Exercise: Whatever appears in the listing must be reproduced exactly.

───── Data to process

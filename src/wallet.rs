//! Wallet collaborator seam.

use crate::errors::Result;

/// Holder of the session account's key material.
///
/// Methods are synchronous: implementations operate on local keys, unlike
/// the networked ledger seam. Private keys never cross this boundary; the
/// session manager only ever sees addresses, public keys, and signatures.
pub trait WalletSigner: Send + Sync {
    /// Classic address of the account.
    fn address(&self) -> String;

    /// Hex public key, as placed in channel-create transactions.
    fn public_key(&self) -> String;

    /// Sign a prepared transaction, returning the signed blob to submit.
    fn sign_transaction(&self, prepared: &serde_json::Value) -> Result<String>;

    /// Sign a claim digest (the uppercase hex of the claim message),
    /// returning the signature in the signer's own encoding.
    fn sign_claim_digest(&self, digest_hex: &str) -> Result<String>;
}
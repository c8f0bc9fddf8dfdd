//! Mock collaborators for exercising channel sessions without a network.
//!
//! [`MockLedger`] is scriptable: tests seed its channel listing, script
//! connect and query failures, choose the submit outcome, and inspect
//! everything the manager sent it.
//! [`MockWallet`] is deterministic and records the digests it signs. Both
//! are cheaply cloneable handles over shared state, so a test can keep a
//! handle for inspection after the manager takes ownership of its copy.

use std::sync::atomic::{AtomicUsize, Ordering};
use std::sync::{Arc, Mutex};

use async_trait::async_trait;
use serde_json::json;

use crate::channel::Channel;
use crate::errors::{ClaimError, Result};
use crate::ledger::{ChannelTransaction, LedgerClient};
use crate::wallet::WalletSigner;

/// In-memory ledger with scripted responses and call capture.
#[derive(Clone, Default)]
pub struct MockLedger {
    inner: Arc<MockLedgerInner>,
}

#[derive(Default)]
struct MockLedgerInner {
    channels: Mutex<Vec<Channel>>,
    submit_outcome: Mutex<Option<serde_json::Value>>,
    connect_calls: AtomicUsize,
    connect_failures: AtomicUsize,
    query_failures: AtomicUsize,
    channel_queries: Mutex<Vec<(String, String)>>,
    autofill_requests: Mutex<Vec<ChannelTransaction>>,
    submitted_blobs: Mutex<Vec<String>>,
}

impl MockLedger {
    /// Create a ledger with no channels and a trivial submit outcome.
    pub fn new() -> Self {
        Self::default()
    }

    /// Append a channel to the listing returned by `account_channels`.
    pub fn push_channel(&self, channel: Channel) {
        self.inner.channels.lock().unwrap().push(channel);
    }

    /// Make the next `n` connect attempts fail.
    pub fn fail_next_connects(&self, n: usize) {
        self.inner.connect_failures.store(n, Ordering::SeqCst);
    }

    /// Make the next `n` channel-listing queries fail.
    pub fn fail_next_queries(&self, n: usize) {
        self.inner.query_failures.store(n, Ordering::SeqCst);
    }

    /// Set the outcome payload `submit_and_wait` resolves with.
    pub fn set_submit_outcome(&self, outcome: serde_json::Value) {
        *self.inner.submit_outcome.lock().unwrap() = Some(outcome);
    }

    /// How many times `connect` has been called.
    pub fn connect_count(&self) -> usize {
        self.inner.connect_calls.load(Ordering::SeqCst)
    }

    /// Every (account, destination) pair queried so far.
    pub fn channel_queries(&self) -> Vec<(String, String)> {
        self.inner.channel_queries.lock().unwrap().clone()
    }

    /// Every transaction handed to `autofill` so far.
    pub fn autofill_requests(&self) -> Vec<ChannelTransaction> {
        self.inner.autofill_requests.lock().unwrap().clone()
    }

    /// Every signed blob handed to `submit_and_wait` so far.
    pub fn submitted_blobs(&self) -> Vec<String> {
        self.inner.submitted_blobs.lock().unwrap().clone()
    }
}

#[async_trait]
impl LedgerClient for MockLedger {
    async fn connect(&self) -> Result<()> {
        self.inner.connect_calls.fetch_add(1, Ordering::SeqCst);
        let failures = &self.inner.connect_failures;
        if failures.load(Ordering::SeqCst) > 0 {
            failures.fetch_sub(1, Ordering::SeqCst);
            return Err(ClaimError::Ledger("mock connect failure".to_string()));
        }
        Ok(())
    }

    async fn account_channels(&self, account: &str, destination: &str) -> Result<Vec<Channel>> {
        self.inner
            .channel_queries
            .lock()
            .unwrap()
            .push((account.to_string(), destination.to_string()));
        let failures = &self.inner.query_failures;
        if failures.load(Ordering::SeqCst) > 0 {
            failures.fetch_sub(1, Ordering::SeqCst);
            return Err(ClaimError::Ledger("mock query failure".to_string()));
        }
        Ok(self.inner.channels.lock().unwrap().clone())
    }

    async fn autofill(&self, tx: &ChannelTransaction) -> Result<serde_json::Value> {
        self.inner
            .autofill_requests
            .lock()
            .unwrap()
            .push(tx.clone());
        // echo the transaction with the fields a live node would assign
        let mut prepared = serde_json::to_value(tx)?;
        if let Some(obj) = prepared.as_object_mut() {
            obj.insert("Sequence".to_string(), json!(1));
            obj.insert("Fee".to_string(), json!("10"));
        }
        Ok(prepared)
    }

    async fn submit_and_wait(&self, tx_blob: &str) -> Result<serde_json::Value> {
        self.inner
            .submitted_blobs
            .lock()
            .unwrap()
            .push(tx_blob.to_string());
        let outcome = self.inner.submit_outcome.lock().unwrap().clone();
        Ok(outcome.unwrap_or_else(|| json!({ "validated": true })))
    }
}

/// Deterministic wallet with recognizable signatures.
///
/// Transaction blobs come back as `SIGNED:<TransactionType>` and claim
/// signatures as `SIGVALUE`, so assertions can trace exactly what was
/// signed and submitted.
#[derive(Clone)]
pub struct MockWallet {
    address: String,
    public_key: String,
    signed_digests: Arc<Mutex<Vec<String>>>,
}

impl MockWallet {
    pub fn new() -> Self {
        Self::with_identity("rTESTADDRESS", "PUBKEY")
    }

    /// Create a wallet with a specific address and public key.
    pub fn with_identity(address: impl Into<String>, public_key: impl Into<String>) -> Self {
        Self {
            address: address.into(),
            public_key: public_key.into(),
            signed_digests: Arc::new(Mutex::new(Vec::new())),
        }
    }

    /// Every claim digest handed to `sign_claim_digest` so far.
    pub fn signed_digests(&self) -> Vec<String> {
        self.signed_digests.lock().unwrap().clone()
    }
}

impl Default for MockWallet {
    fn default() -> Self {
        Self::new()
    }
}

impl WalletSigner for MockWallet {
    fn address(&self) -> String {
        self.address.clone()
    }

    fn public_key(&self) -> String {
        self.public_key.clone()
    }

    fn sign_transaction(&self, prepared: &serde_json::Value) -> Result<String> {
        let tx_type = prepared
            .get("TransactionType")
            .and_then(|v| v.as_str())
            .ok_or_else(|| {
                ClaimError::Signing("prepared transaction has no TransactionType".to_string())
            })?;
        Ok(format!("SIGNED:{tx_type}"))
    }

    fn sign_claim_digest(&self, digest_hex: &str) -> Result<String> {
        self.signed_digests
            .lock()
            .unwrap()
            .push(digest_hex.to_string());
        Ok("SIGVALUE".to_string())
    }
}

──────────

Solution:
filename src/wallet.rs
//! Wallet collaborator seam.

use crate::errors::Result;

/// Holder of the session account's key material.
///
/// Methods are synchronous: implementations operate on local keys, unlike
/// the networked ledger seam. Private keys never cross this boundary; the
/// session manager only ever sees addresses, public keys, and signatures.
pub trait WalletSigner: Send + Sync {
    /// Classic address of the account.
    fn address(&self) -> String;

    /// Hex public key, as placed in channel-create transactions.
    fn public_key(&self) -> String;

    /// Sign a prepared transaction, returning the signed blob to submit.
    fn sign_transaction(&self, prepared: &serde_json::Value) -> Result<String>;

    /// Sign a claim digest (the uppercase hex of the claim message),
    /// returning the signature in the signer's own encoding.
    fn sign_claim_digest(&self, digest_hex: &str) -> Result<String>;
}
repository c8f0bc9fddf8dfdd
//! Mock collaborators for exercising channel sessions without a network.
//!
//! [`MockLedger`] is scriptable: tests seed its channel listing, script
//! connect and query failures, choose the submit outcome, and inspect
//! everything the manager sent it.
//! [`MockWallet`] is deterministic and records the digests it signs. Both
//! are cheaply cloneable handles over shared state, so a test can keep a
//! handle for inspection after the manager takes ownership of its copy.

use std::sync::atomic::{AtomicUsize, Ordering};
use std::sync::{Arc, Mutex};

use async_trait::async_trait;
use serde_json::json;

use crate::channel::Channel;
use crate::errors::{ClaimError, Result};
use crate::ledger::{ChannelTransaction, LedgerClient};
use crate::wallet::WalletSigner;

/// In-memory ledger with scripted responses and call capture.
#[derive(Clone, Default)]
pub struct MockLedger {
    inner: Arc<MockLedgerInner>,
}

#[derive(Default)]
struct MockLedgerInner {
    channels: Mutex<Vec<Channel>>,
    submit_outcome: Mutex<Option<serde_json::Value>>,
    connect_calls: AtomicUsize,
    connect_failures: AtomicUsize,
    query_failures: AtomicUsize,
    channel_queries: Mutex<Vec<(String, String)>>,
    autofill_requests: Mutex<Vec<ChannelTransaction>>,
    submitted_blobs: Mutex<Vec<String>>,
}

impl MockLedger {
    /// Create a ledger with no channels and a trivial submit outcome.
    pub fn new() -> Self {
        Self::default()
    }

    /// Append a channel to the listing returned by `account_channels`.
    pub fn push_channel(&self, channel: Channel) {
        self.inner.channels.lock().unwrap().push(channel);
    }

    /// Make the next `n` connect attempts fail.
    pub fn fail_next_connects(&self, n: usize) {
        self.inner.connect_failures.store(n, Ordering::SeqCst);
    }

    /// Make the next `n` channel-listing queries fail.
    pub fn fail_next_queries(&self, n: usize) {
        self.inner.query_failures.store(n, Ordering::SeqCst);
    }

    /// Set the outcome payload `submit_and_wait` resolves with.
    pub fn set_submit_outcome(&self, outcome: serde_json::Value) {
        *self.inner.submit_outcome.lock().unwrap() = Some(outcome);
    }

    /// How many times `connect` has been called.
    pub fn connect_count(&self) -> usize {
        self.inner.connect_calls.load(Ordering::SeqCst)
    }

    /// Every (account, destination) pair queried so far.
    pub fn channel_queries(&self) -> Vec<(String, String)> {
        self.inner.channel_queries.lock().unwrap().clone()
    }

    /// Every transaction handed to `autofill` so far.
    pub fn autofill_requests(&self) -> Vec<ChannelTransaction> {
        self.inner.autofill_requests.lock().unwrap().clone()
    }

    /// Every signed blob handed to `submit_and_wait` so far.
    pub fn submitted_blobs(&self) -> Vec<String> {
        self.inner.submitted_blobs.lock().unwrap().clone()
    }
}

#[async_trait]
impl LedgerClient for MockLedger {
    async fn connect(&self) -> Result<()> {
        self.inner.connect_calls.fetch_add(1, Ordering::SeqCst);
        let failures = &self.inner.connect_failures;
        if failures.load(Ordering::SeqCst) > 0 {
            failures.fetch_sub(1, Ordering::SeqCst);
            return Err(ClaimError::Ledger("mock connect failure".to_string()));
        }
        Ok(())
    }

    async fn account_channels(&self, account: &str, destination: &str) -> Result<Vec<Channel>> {
        self.inner
            .channel_queries
            .lock()
            .unwrap()
            .push((account.to_string(), destination.to_string()));
        let failures = &self.inner.query_failures;
        if failures.load(Ordering::SeqCst) > 0 {
            failures.fetch_sub(1, Ordering::SeqCst);
            return Err(ClaimError::Ledger("mock query failure".to_string()));
        }
        Ok(self.inner.channels.lock().unwrap().clone())
    }

    async fn autofill(&self, tx: &ChannelTransaction) -> Result<serde_json::Value> {
        self.inner
            .autofill_requests
            .lock()
            .unwrap()
            .push(tx.clone());
        // echo the transaction with the fields a live node would assign
        let mut prepared = serde_json::to_value(tx)?;
        if let Some(obj) = prepared.as_object_mut() {
            obj.insert("Sequence".to_string(), json!(1));
            obj.insert("Fee".to_string(), json!("10"));
        }
        Ok(prepared)
    }

    async fn submit_and_wait(&self, tx_blob: &str) -> Result<serde_json::Value> {
        self.inner
            .submitted_blobs
            .lock()
            .unwrap()
            .push(tx_blob.to_string());
        let outcome = self.inner.submit_outcome.lock().unwrap().clone();
        Ok(outcome.unwrap_or_else(|| json!({ "validated": true })))
    }
}

/// Deterministic wallet with recognizable signatures.
///
/// Transaction blobs come back as `SIGNED:<TransactionType>` and claim
/// signatures as `SIGVALUE`, so assertions can trace exactly what was
/// signed and submitted.
#[derive(Clone)]
pub struct MockWallet {
    address: String,
    public_key: String,
    signed_digests: Arc<Mutex<Vec<String>>>,
}

impl MockWallet {
    pub fn new() -> Self {
        Self::with_identity("rTESTADDRESS", "PUBKEY")
    }

    /// Create a wallet with a specific address and public key.
    pub fn with_identity(address: impl Into<String>, public_key: impl Into<String>) -> Self {
        Self {
            address: address.into(),
            public_key: public_key.into(),
            signed_digests: Arc::new(Mutex::new(Vec::new())),
        }
    }

    /// Every claim digest handed to `sign_claim_digest` so far.
    pub fn signed_digests(&self) -> Vec<String> {
        self.signed_digests.lock().unwrap().clone()
    }
}

impl Default for MockWallet {
    fn default() -> Self {
        Self::new()
    }
}

impl WalletSigner for MockWallet {
    fn address(&self) -> String {
        self.address.clone()
    }

    fn public_key(&self) -> String {
        self.public_key.clone()
    }

    fn sign_transaction(&self, prepared: &serde_json::Value) -> Result<String> {
        let tx_type = prepared
            .get("TransactionType")
            .and_then(|v| v.as_str())
            .ok_or_else(|| {
                ClaimError::Signing("prepared transaction has no TransactionType".to_string())
            })?;
        Ok(format!("SIGNED:{tx_type}"))
    }

    fn sign_claim_digest(&self, digest_hex: &str) -> Result<String> {
        self.signed_digests
            .lock()
            .unwrap()
            .push(digest_hex.to_string());
        Ok("SIGVALUE".to_string())
    }
}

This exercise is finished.